Se togliete le opzioni interattive la storia è banale. Qualunque strada scegliete.
C’è la possibilita’ di tornare indietro e cliccare sulla seconda possibilita’. Si può anche non scegliere come proseguire e il racconto lineare è quello che avete più o meno immaginato, date le premesse. Quando mi sono accorto della finestra che consente di uscire con i titoli di coda, ho visto la luce. Non so quanti finali mi ero sciroppato ma ho letto che sono cinque possibili. O forse di più (spoilerati). E oltre tre ore di visioni.
Uno che ci aveva pensato recentemente all’interattivita’ in televisione è stato Soderbergh. Quel tentativo che non avevo apprezzato tanto mi sembra piu’ riuscito, anche se complesso. Ma la piattaforma di Netflix è semplice e funziona tecnicamente alla perfezione.

L’idea di Bandersnatch, della serie Black Mirror ( Netflix) è quella di fare un film ambientato nel 1984 e raccontare il giovane protagonista che lavora ossessivamente alla creazione di un videogioco. E questi lavori in corso dialogano con la sua stessa vita e la modificano.
Lanciato come il primo lavoro interattivo mi ha fatto rimpiangere quelle serie scritte bene che non riesci a mollare e per questo fai binge watching. Che è stata la ragione di esistere di Netflix. Poi sono arrivati in tanti e ora fanno lavorare noi.

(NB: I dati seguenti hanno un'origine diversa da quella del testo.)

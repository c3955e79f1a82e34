use std::ffi::OsStr;

use crate::argument::{Argument, ArgumentMetadata};
use crate::error::ErrorStatus;
use crate::runtime::{Consumed, Cursor};
use crate::values::{ArgValue, Value};

/// A declared argument of any value type, as stored by the parser.
#[derive(Debug)]
pub enum Slot<'a> {
    Str(Argument<'a, String>),
    Int(Argument<'a, i32>),
    Flag(Argument<'a, bool>),
}

macro_rules! dispatch {
    ($self:expr, $arg:ident => $e:expr) => {
        match $self {
            Slot::Str($arg) => $e,
            Slot::Int($arg) => $e,
            Slot::Flag($arg) => $e,
        }
    };
}

impl Slot<'_> {
    #[must_use]
    pub fn metadata(&self) -> &ArgumentMetadata {
        dispatch!(self, arg => arg.metadata())
    }

    #[must_use]
    pub fn name(&self) -> &str {
        &self.metadata().name
    }

    /// The type label for help. Empty for flags.
    #[must_use]
    pub fn type_label(&self) -> &'static str {
        match self {
            Slot::Str(_) => String::TYPE_NAME,
            Slot::Int(_) => i32::TYPE_NAME,
            Slot::Flag(_) => bool::TYPE_NAME,
        }
    }

    /// The name of the stored value type, as in [`Value::type_name`].
    #[must_use]
    pub fn value_type(&self) -> &'static str {
        match self {
            Slot::Str(_) => "string",
            Slot::Int(_) => "int",
            Slot::Flag(_) => "bool",
        }
    }

    /// The printable default, if one is set.
    #[must_use]
    pub fn default_string(&self) -> Option<String> {
        dispatch!(self, arg => arg.default_string())
    }

    #[must_use]
    pub fn value(&self, index: usize) -> Option<Value> {
        dispatch!(self, arg => arg.value(index).cloned().map(ArgValue::into_value))
    }

    #[must_use]
    pub fn value_count(&self) -> usize {
        dispatch!(self, arg => arg.values().len())
    }

    pub fn is_correct(&mut self) -> bool {
        dispatch!(self, arg => arg.is_correct())
    }

    pub(crate) fn consume_from<'s>(
        &mut self,
        first: &'s OsStr,
        index: usize,
        cursor: &Cursor<'s, '_>,
    ) -> Consumed<'s> {
        dispatch!(self, arg => arg.consume_from(first, index, cursor))
    }

    pub(crate) fn fail(&mut self, status: ErrorStatus) {
        dispatch!(self, arg => arg.fail(status))
    }

    pub(crate) fn wants_positional(&self) -> bool {
        dispatch!(self, arg => arg.wants_positional())
    }

    /// A flag that takes no value token.
    pub(crate) fn is_switch(&self) -> bool {
        let meta = self.metadata();
        meta.is_flag && !meta.is_multi_value
    }

    pub(crate) fn raise(&mut self) {
        if let Slot::Flag(arg) = self {
            arg.raise();
        }
    }
}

Naturalmente c’è chi va pazzo per l’interattivita’. E poi la nuova televisione di chi non guarda più la televisione è il videogame.

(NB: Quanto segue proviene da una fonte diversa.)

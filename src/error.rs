use std::ffi::OsStr;
use std::fmt;

/// The error type for registration, parsing and value lookup.
///
/// It is boxed so that `Result<T>` stays pointer-sized on the happy path.
pub struct Error(Box<Inner>);

struct Inner {
    kind: ErrorKind,
    arg: Option<String>,
    input: Option<String>,
    position: Option<usize>,
}

#[derive(Debug, Clone, Copy, PartialEq, Eq, thiserror::Error)]
#[non_exhaustive]
pub enum ErrorKind {
    /// An option token names no declared argument.
    #[error("unexpected argument")]
    UnknownArgument,
    /// `--name=` or `-abc=` with nothing after the delimiter.
    #[error("empty value after '='")]
    EmptyInlineValue,
    /// A value-taking option is followed by more characters in a short cluster.
    #[error("an option taking a value must end a short option cluster")]
    ShortClusterValue,
    /// A value-taking option is the last token.
    #[error("missing value")]
    MissingValue,
    #[error("invalid value")]
    ParsingError,
    #[error("too few values")]
    TooFewArguments,
    /// A token was claimed by neither an option nor a positional argument.
    #[error("unconsumed token")]
    UnconsumedToken,
    #[error("invalid UTF-8")]
    InvalidUtf8,
    #[error("missing program name")]
    MissingArg0,

    #[error("no such argument")]
    NoSuchArgument,
    #[error("wrong value type requested")]
    WrongType,
    #[error("value index out of range")]
    IndexOutOfRange,

    #[error("duplicate argument name")]
    DuplicateName,
    #[error("duplicate short name")]
    DuplicateShortName,
    #[error("invalid argument name")]
    InvalidName,
}

/// The recorded failure of one argument slot, set during a parse.
#[derive(Debug, Clone, Copy, PartialEq, Eq)]
pub enum ErrorStatus {
    /// Fewer values than the declared minimum and no default.
    TooFewArguments,
    /// A token failed to convert into the value type, or a value was missing.
    ParsingError,
}

impl ErrorKind {
    pub(crate) fn with_arg(self, name: &str) -> Error {
        Error::from(self).with_arg(name)
    }

    pub(crate) fn with_input(self, input: impl Into<String>) -> Error {
        Error::from(self).with_input(input)
    }
}

impl From<ErrorKind> for Error {
    #[cold]
    fn from(kind: ErrorKind) -> Self {
        Self(Box::new(Inner { kind, arg: None, input: None, position: None }))
    }
}

impl Error {
    #[must_use]
    pub fn kind(&self) -> ErrorKind {
        self.0.kind
    }

    /// The long name of the argument this error is attributed to, if any.
    #[must_use]
    pub fn arg(&self) -> Option<&str> {
        self.0.arg.as_deref()
    }

    /// The offending raw token, lossily decoded.
    #[must_use]
    pub fn input(&self) -> Option<&str> {
        self.0.input.as_deref()
    }

    /// The index of the offending token in the parsed argv.
    #[must_use]
    pub fn position(&self) -> Option<usize> {
        self.0.position
    }

    pub(crate) fn with_arg(mut self, name: &str) -> Self {
        self.0.arg = Some(name.to_owned());
        self
    }

    pub(crate) fn with_input(mut self, input: impl Into<String>) -> Self {
        self.0.input = Some(input.into());
        self
    }

    pub(crate) fn with_os_input(self, input: &OsStr) -> Self {
        self.with_input(input.to_string_lossy())
    }

    pub(crate) fn at(mut self, position: usize) -> Self {
        self.0.position = Some(position);
        self
    }
}

impl From<ErrorStatus> for ErrorKind {
    fn from(status: ErrorStatus) -> Self {
        match status {
            ErrorStatus::TooFewArguments => Self::TooFewArguments,
            ErrorStatus::ParsingError => Self::ParsingError,
        }
    }
}

impl fmt::Debug for Error {
    fn fmt(&self, f: &mut fmt::Formatter<'_>) -> fmt::Result {
        f.debug_struct("Error")
            .field("kind", &self.0.kind)
            .field("arg", &self.0.arg)
            .field("input", &self.0.input)
            .field("position", &self.0.position)
            .finish()
    }
}

impl fmt::Display for Error {
    fn fmt(&self, f: &mut fmt::Formatter<'_>) -> fmt::Result {
        let inner = &*self.0;
        write!(f, "{}", inner.kind)?;
        if let Some(arg) = &inner.arg {
            write!(f, " for '--{arg}'")?;
        }
        if let Some(input) = &inner.input {
            write!(f, ": '{input}'")?;
        }
        if let Some(pos) = inner.position {
            write!(f, " (at position {pos})")?;
        }
        Ok(())
    }
}

impl std::error::Error for Error {}
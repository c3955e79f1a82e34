use crate::parser::ArgParser;
use crate::slot::Slot;

#[inline(never)]
fn push_str(out: &mut String, s: &str) {
    out.push_str(s);
}

impl ArgParser<'_> {
    /// Render the help text from the declared arguments.
    #[must_use]
    pub fn help_description(&self) -> String {
        let mut out = String::new();
        render_help_into(&mut out, self);
        out
    }
}

#[cold]
fn render_help_into(out: &mut String, parser: &ArgParser<'_>) {
    macro_rules! w {
        ($($e:expr),*) => {{
            $(push_str(out, $e);)*
        }};
    }

    let help = parser.help_slot();

    w!(parser.name(), "\n");
    match help {
        Some(help) => w!(&help.metadata().description, "\n\n"),
        None => w!("No description specified\n"),
    }

    let is_help = |slot: &Slot<'_>| help.is_some_and(|h| std::ptr::eq(h, slot));
    for slot in parser.slots().filter(|slot| !is_help(*slot)) {
        let meta = slot.metadata();
        let mut buf = [0u8; 4];
        match meta.short_name {
            Some(ch) => w!("-", ch.encode_utf8(&mut buf), ",  "),
            None => w!("     "),
        }
        w!("--", &meta.name);
        let label = slot.type_label();
        if !meta.is_flag && !label.is_empty() {
            w!("=<", label, ">");
        }
        w!(",  ", &meta.description);
        if meta.is_positional {
            w!(" [positional]");
        }
        if meta.is_multi_value {
            w!(" [repeated, min args = ", &meta.minimum_args.to_string(), "]");
        }
        if let Some(default) = slot.default_string() {
            w!(" [default = ", &default, "]");
        }
        w!("\n");
    }
    w!("\n");

    if let Some(help) = help {
        let mut buf = [0u8; 4];
        match help.metadata().short_name {
            Some(ch) => w!("-", ch.encode_utf8(&mut buf), ", "),
            None => w!("    "),
        }
        w!("--", help.name(), " Display this help and exit\n");
    }
}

Il rischio, in questo caso, è quello di cominciare con il product placement dei cereali e finire per pensare che forse è stata proprio quella la scelta più impegnativa di Bandersnatch.
Le trame e sottotrame presenti non esplicitate nelle serie migliori vengono lasciate aperte, nude, come il frutto di discussioni non risolte nella stanza degli autori. Che invece sceglie, per definizione. The New York Times ha titolato “potere al popolo”…

Questo che si chiude è stato un anno difficile per chi lavora su di noi. Fino a poco tempo si diceva “per noi”, “con noi”.
Black Mirror, almeno da questo punto di vista, arriva come una consegna di Amazon Prime. In tempo.
“La tecnica uccidera’ la democrazia” (Emanuele Severino).
Orwell reificato in Netflix. O in Facebook ?

PS Io continuo a rivedere “The Marvelous Mrs. Maisen”, la serie dell’anno (Amazon).  Con dialoghi meravigliosi. Ricostruzioni splendide come nell’episodio delle vacanze nei Catskills. Un gioiello, per fortuna zero interattivo.